< .:Grass is always greener on the other side.:. >
Thursday, September 29, 2005

My car is back in the carpark, but the key is nowhere to be found. My aunt's away from Singapore, and i guess she took the key along as well. Great! I'm banned from driving for good! It's time to take class 2b. ESTHER CHIN, I'M WAITING FOR YOU TO DO SO TOGETHER.

I had my off day yesterday. Nice... Finally a day for me to sleep longer than usual. Went out with Esther, Weida and Juan last nite. Met at HK Cafe to eat and talk. Took lotsa crazy pictures and videos. Esther was caught smoking while Juan was trying her best to cry while taking video. Sigh, i miss my clique BADLY! Say goodbye to outings at night, say hello to work in the evening. Ahhh..... A good day to die. Off to work NOW.


|| I realised i've been in love ever since 9th of Feb. ||
12:43 AM

Tuesday, September 27, 2005

I really really really HATE to work as a WAITER. It sucks BIG time. I'm gonna scout for a new job! I can barely breathe from my this current job! Reason being, my work starts at 4.45pm at most of the times, and i only get to finish it at 3am. So when i get home, it's probably bout 4am? Ok, then i'll take a shower, surf my net, and play some game. Then i'll sleep at bout 6-7am. So i'll wake up bout 2.30pm and then off to work. THIS HAS BEEN GOING ON FOR DAYS, I WOULDNT WANT TO SEE IT BECOMING WEEKS !!! Ok. I whined. Now i'm feeling great. =)


|| I realised i've been in love ever since 9th of Feb. ||
12:49 PM

Friday, September 23, 2005

Problems problems problems... Troubles troubles troubles... It seems that i'm inviting every single shit of that ever since that accident. One thing leads to another... This is getting so fcuked up.


|| I realised i've been in love ever since 9th of Feb. ||
2:52 PM

Thursday, September 22, 2005

Life's been work work work work work. I'm kinda sick of the idea of waking up in the noon, bathe and stuff, then head down to work. It's beginning to become so monotonous for me. I need my LIFE back. My nightlife with my clique. Oh yeah, i'm working in Altivo, right on top of Mt. Faber. A pretty nice place to chill and hang out in, but not to the extend of 6 days per week. That's sick shit.

Sigh,
how i wish that i didn't got into accident!
how i wish that i can drive like NOW!
how i wish that i've got a job that suits my liking.
how i wish that i'd be able to correct things in life.
how i wish... i wish... that i'd be able to return back in time.

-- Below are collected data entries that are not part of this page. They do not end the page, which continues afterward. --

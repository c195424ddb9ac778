//! Core data models for dashtop
//!
//! This module contains the data types used throughout the application for
//! representing dashboard summaries, backend health, and chart categories.

pub mod client;

pub use client::{ApiClient, ApiError};

use chrono::{DateTime, Utc};
use serde::{Deserialize, Serialize};

/// A single named metric on the dashboard
#[derive(Debug, Clone, PartialEq, Serialize, Deserialize)]
pub struct Metric {
    /// Stable identifier, used to address the metric in live updates
    pub name: String,
    /// Human-readable label; falls back to `name` when absent
    #[serde(default)]
    pub label: Option<String>,
    /// Current value
    pub value: f64,
    /// Display unit, e.g. "ms" or "req/s"
    #[serde(default)]
    pub unit: Option<String>,
    /// Change since the previous observation, if the backend reports one
    #[serde(default)]
    pub delta: Option<f64>,
}

impl Metric {
    /// Returns the label to display for this metric
    pub fn display_label(&self) -> &str {
        self.label.as_deref().unwrap_or(&self.name)
    }
}

/// The dashboard summary payload: the top-level metric tiles
#[derive(Debug, Clone, PartialEq, Serialize, Deserialize)]
pub struct DashboardSummary {
    /// Metrics in display order
    pub metrics: Vec<Metric>,
    /// When the backend generated this snapshot
    #[serde(default)]
    pub generated_at: Option<DateTime<Utc>>,
}

impl DashboardSummary {
    /// Patches the named metric in place with a pushed value
    ///
    /// The delta is recomputed against the previously displayed value.
    /// Returns whether the metric was present; unknown names are ignored by
    /// callers, mirroring a patch against a DOM node that does not exist.
    pub fn patch(&mut self, name: &str, value: f64) -> bool {
        match self.metrics.iter_mut().find(|metric| metric.name == name) {
            Some(metric) => {
                metric.delta = Some(value - metric.value);
                metric.value = value;
                true
            }
            None => false,
        }
    }
}

/// Backend health classified from the wire status string
#[derive(Debug, Clone, Copy, PartialEq, Eq, Serialize, Deserialize)]
pub enum HealthState {
    /// Backend reports itself healthy
    Ok,
    /// Backend is up but impaired
    Degraded,
    /// Backend reports itself down
    Down,
    /// Status string was not recognized
    Unknown,
}

impl HealthState {
    /// Classifies a health endpoint status string
    ///
    /// Classification happens here, at the source, rather than by matching
    /// message substrings downstream.
    pub fn from_wire(status: &str) -> Self {
        match status.to_ascii_lowercase().as_str() {
            "ok" | "healthy" | "up" | "green" => HealthState::Ok,
            "degraded" | "warn" | "warning" | "yellow" => HealthState::Degraded,
            "down" | "error" | "critical" | "red" => HealthState::Down,
            _ => HealthState::Unknown,
        }
    }
}

/// Health endpoint result
#[derive(Debug, Clone, PartialEq)]
pub struct Health {
    /// Classified health state
    pub state: HealthState,
    /// Backend version string, if reported
    pub version: Option<String>,
    /// Backend uptime in seconds, if reported
    pub uptime_seconds: Option<u64>,
}

/// The chart types the dashboard can display
#[derive(Debug, Clone, Copy, PartialEq, Eq, Hash)]
pub enum ChartKind {
    Bar,
    Line,
    Pie,
    Scatter3d,
    Surface,
}

impl ChartKind {
    /// All chart kinds in tab order
    pub const ALL: [ChartKind; 5] = [
        ChartKind::Bar,
        ChartKind::Line,
        ChartKind::Pie,
        ChartKind::Scatter3d,
        ChartKind::Surface,
    ];

    /// Logical resource name of this chart's payload
    pub fn resource(&self) -> &'static str {
        match self {
            ChartKind::Bar => "chart/bar",
            ChartKind::Line => "chart/line",
            ChartKind::Pie => "chart/pie",
            ChartKind::Scatter3d => "chart/scatter3d",
            ChartKind::Surface => "chart/surface",
        }
    }

    /// Tab title for this chart kind
    pub fn title(&self) -> &'static str {
        match self {
            ChartKind::Bar => "Bar",
            ChartKind::Line => "Line",
            ChartKind::Pie => "Pie",
            ChartKind::Scatter3d => "Scatter 3D",
            ChartKind::Surface => "Surface",
        }
    }

    /// Parses a chart kind from a user-supplied string
    pub fn from_str(s: &str) -> Option<ChartKind> {
        match s.to_ascii_lowercase().as_str() {
            "bar" => Some(ChartKind::Bar),
            "line" => Some(ChartKind::Line),
            "pie" => Some(ChartKind::Pie),
            "scatter3d" | "scatter" | "3d" => Some(ChartKind::Scatter3d),
            "surface" | "heatmap" => Some(ChartKind::Surface),
            _ => None,
        }
    }
}

/// Dashboard categories shown as tabs
#[derive(Debug, Clone, Copy, PartialEq, Eq)]
pub enum Category {
    /// Summary tiles, alerts, and backend health
    Overview,
    /// A single chart pane
    Chart(ChartKind),
}

impl Category {
    /// All categories in tab order
    pub const ALL: [Category; 6] = [
        Category::Overview,
        Category::Chart(ChartKind::Bar),
        Category::Chart(ChartKind::Line),
        Category::Chart(ChartKind::Pie),
        Category::Chart(ChartKind::Scatter3d),
        Category::Chart(ChartKind::Surface),
    ];

    /// Tab title for this category
    pub fn title(&self) -> &'static str {
        match self {
            Category::Overview => "Overview",
            Category::Chart(kind) => kind.title(),
        }
    }

    /// Parses a category from a user-supplied string
    pub fn from_str(s: &str) -> Option<Category> {
        match s.to_ascii_lowercase().as_str() {
            "overview" | "summary" => Some(Category::Overview),
            other => ChartKind::from_str(other).map(Category::Chart),
        }
    }
}

#[cfg(test)]
mod tests {
    use super::*;

    fn sample_summary() -> DashboardSummary {
        DashboardSummary {
            metrics: vec![
                Metric {
                    name: "requests".to_string(),
                    label: Some("Requests".to_string()),
                    value: 120.0,
                    unit: Some("req/s".to_string()),
                    delta: Some(4.0),
                },
                Metric {
                    name: "latency_p99".to_string(),
                    label: None,
                    value: 250.0,
                    unit: Some("ms".to_string()),
                    delta: None,
                },
            ],
            generated_at: None,
        }
    }

    #[test]
    fn test_metric_display_label_prefers_label() {
        let summary = sample_summary();
        assert_eq!(summary.metrics[0].display_label(), "Requests");
        assert_eq!(summary.metrics[1].display_label(), "latency_p99");
    }

    #[test]
    fn test_summary_deserializes_with_optional_fields_absent() {
        let json = r#"{"metrics": [{"name": "cpu", "value": 0.42}]}"#;
        let summary: DashboardSummary =
            serde_json::from_str(json).expect("Failed to deserialize summary");

        assert_eq!(summary.metrics.len(), 1);
        assert_eq!(summary.metrics[0].name, "cpu");
        assert!(summary.metrics[0].label.is_none());
        assert!(summary.metrics[0].unit.is_none());
        assert!(summary.metrics[0].delta.is_none());
        assert!(summary.generated_at.is_none());
    }

    #[test]
    fn test_summary_rejects_missing_required_fields() {
        // A metric without a value is malformed.
        let json = r#"{"metrics": [{"name": "cpu"}]}"#;
        let result: Result<DashboardSummary, _> = serde_json::from_str(json);
        assert!(result.is_err());
    }

    #[test]
    fn test_patch_updates_value_and_recomputes_delta() {
        let mut summary = sample_summary();

        assert!(summary.patch("requests", 150.0));

        assert!((summary.metrics[0].value - 150.0).abs() < f64::EPSILON);
        assert_eq!(summary.metrics[0].delta, Some(30.0));
    }

    #[test]
    fn test_patch_ignores_unknown_metric() {
        let mut summary = sample_summary();

        assert!(!summary.patch("unknown", 1.0));

        // Existing metrics untouched
        assert!((summary.metrics[0].value - 120.0).abs() < f64::EPSILON);
    }

    #[test]
    fn test_health_state_classification() {
        assert_eq!(HealthState::from_wire("ok"), HealthState::Ok);
        assert_eq!(HealthState::from_wire("Healthy"), HealthState::Ok);
        assert_eq!(HealthState::from_wire("UP"), HealthState::Ok);
        assert_eq!(HealthState::from_wire("degraded"), HealthState::Degraded);
        assert_eq!(HealthState::from_wire("warning"), HealthState::Degraded);
        assert_eq!(HealthState::from_wire("down"), HealthState::Down);
        assert_eq!(HealthState::from_wire("critical"), HealthState::Down);
        assert_eq!(HealthState::from_wire("purple"), HealthState::Unknown);
        assert_eq!(HealthState::from_wire(""), HealthState::Unknown);
    }

    #[test]
    fn test_chart_kind_resources_are_distinct() {
        for (i, a) in ChartKind::ALL.iter().enumerate() {
            for (j, b) in ChartKind::ALL.iter().enumerate() {
                if i != j {
                    assert_ne!(a.resource(), b.resource());
                    assert_ne!(a.title(), b.title());
                }
            }
        }
    }

    #[test]
    fn test_chart_kind_from_str_aliases() {
        assert_eq!(ChartKind::from_str("bar"), Some(ChartKind::Bar));
        assert_eq!(ChartKind::from_str("LINE"), Some(ChartKind::Line));
        assert_eq!(ChartKind::from_str("pie"), Some(ChartKind::Pie));
        assert_eq!(ChartKind::from_str("scatter3d"), Some(ChartKind::Scatter3d));
        assert_eq!(ChartKind::from_str("3d"), Some(ChartKind::Scatter3d));
        assert_eq!(ChartKind::from_str("surface"), Some(ChartKind::Surface));
        assert_eq!(ChartKind::from_str("heatmap"), Some(ChartKind::Surface));
        assert_eq!(ChartKind::from_str("donut"), None);
    }

    #[test]
    fn test_category_from_str() {
        assert_eq!(Category::from_str("overview"), Some(Category::Overview));
        assert_eq!(Category::from_str("summary"), Some(Category::Overview));
        assert_eq!(
            Category::from_str("bar"),
            Some(Category::Chart(ChartKind::Bar))
        );
        assert_eq!(Category::from_str("bogus"), None);
    }

    #[test]
    fn test_category_tab_order_starts_with_overview() {
        assert_eq!(Category::ALL[0], Category::Overview);
        assert_eq!(Category::ALL.len(), ChartKind::ALL.len() + 1);
    }
}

But then again, wishes will always be wishes. Not realistic. Fcuk it. I'm out.


|| I realised i've been in love ever since 9th of Feb. ||
2:49 PM

Tuesday, September 20, 2005

Sometimes, it's nice when you don't know/care bout anything. Cause what you don't know will not hurt you. But then the truth will come to light one way or another. How i wish... I really wish. That i've been much ignorant.


|| I realised i've been in love ever since 9th of Feb. ||
5:58 PM

Thursday, September 15, 2005

First day of work today. Still pretty much aite. Most people there are friendly and humourous, but then again, i so fcuking hate the idea of working. It's not just working, it's probably because i'm working as a WAITER. And FOOD AND BEVERAGE ISNT MY CUP OF TEA! I really really really don't don't don't like it !!! Sigh, but i'm left without choice. I'm gonna work this fcuking pile of big big shit for 3 months before i can actually pay for the damages. LIMBEI BO HUA YI ! I'M VERY UNHAPPY ! WO HEN BU GAO XIN !


|| I realised i've been in love ever since 9th of Feb. ||
1:20 PM

Wednesday, September 14, 2005

Life's funny. One moment you feel like you have everything under your feet, but the very next moment, you may end up losing every single bit of it. Sigh, such reptitions is perhaps due to the very fact that things will never last for good? Quite true, at least to a certain extend.

I've got a job as a waiter. I don't know why but apparently it seems that i'm dreading the idea of working as one. Yet, whether i like it or not, i still have to do it as i know that if i don't start to work now, i'll start to laze again. AND, that's when the clearing of my blardy debt will never be solved. Sigh sigh sigh, work starts tomorrow. Indeed, a good day to die.

It's barely less than a week and i'm beginning to miss my clique. 3 went in NS and what's left are the 5 of us. Perhaps it's just the routine we often had seems to be major cause of it. But well, you'll have to adapt to life. NS NS NS. When you guys fcuking rejected my deferment from studying, i'm still alright with it. BUT, now that you guys don't wanna fcuking enlist me early, it's making me PISS. I WANNA START SCHOOL AS SOON AS POSSIBLE YOU FCUKERS !!!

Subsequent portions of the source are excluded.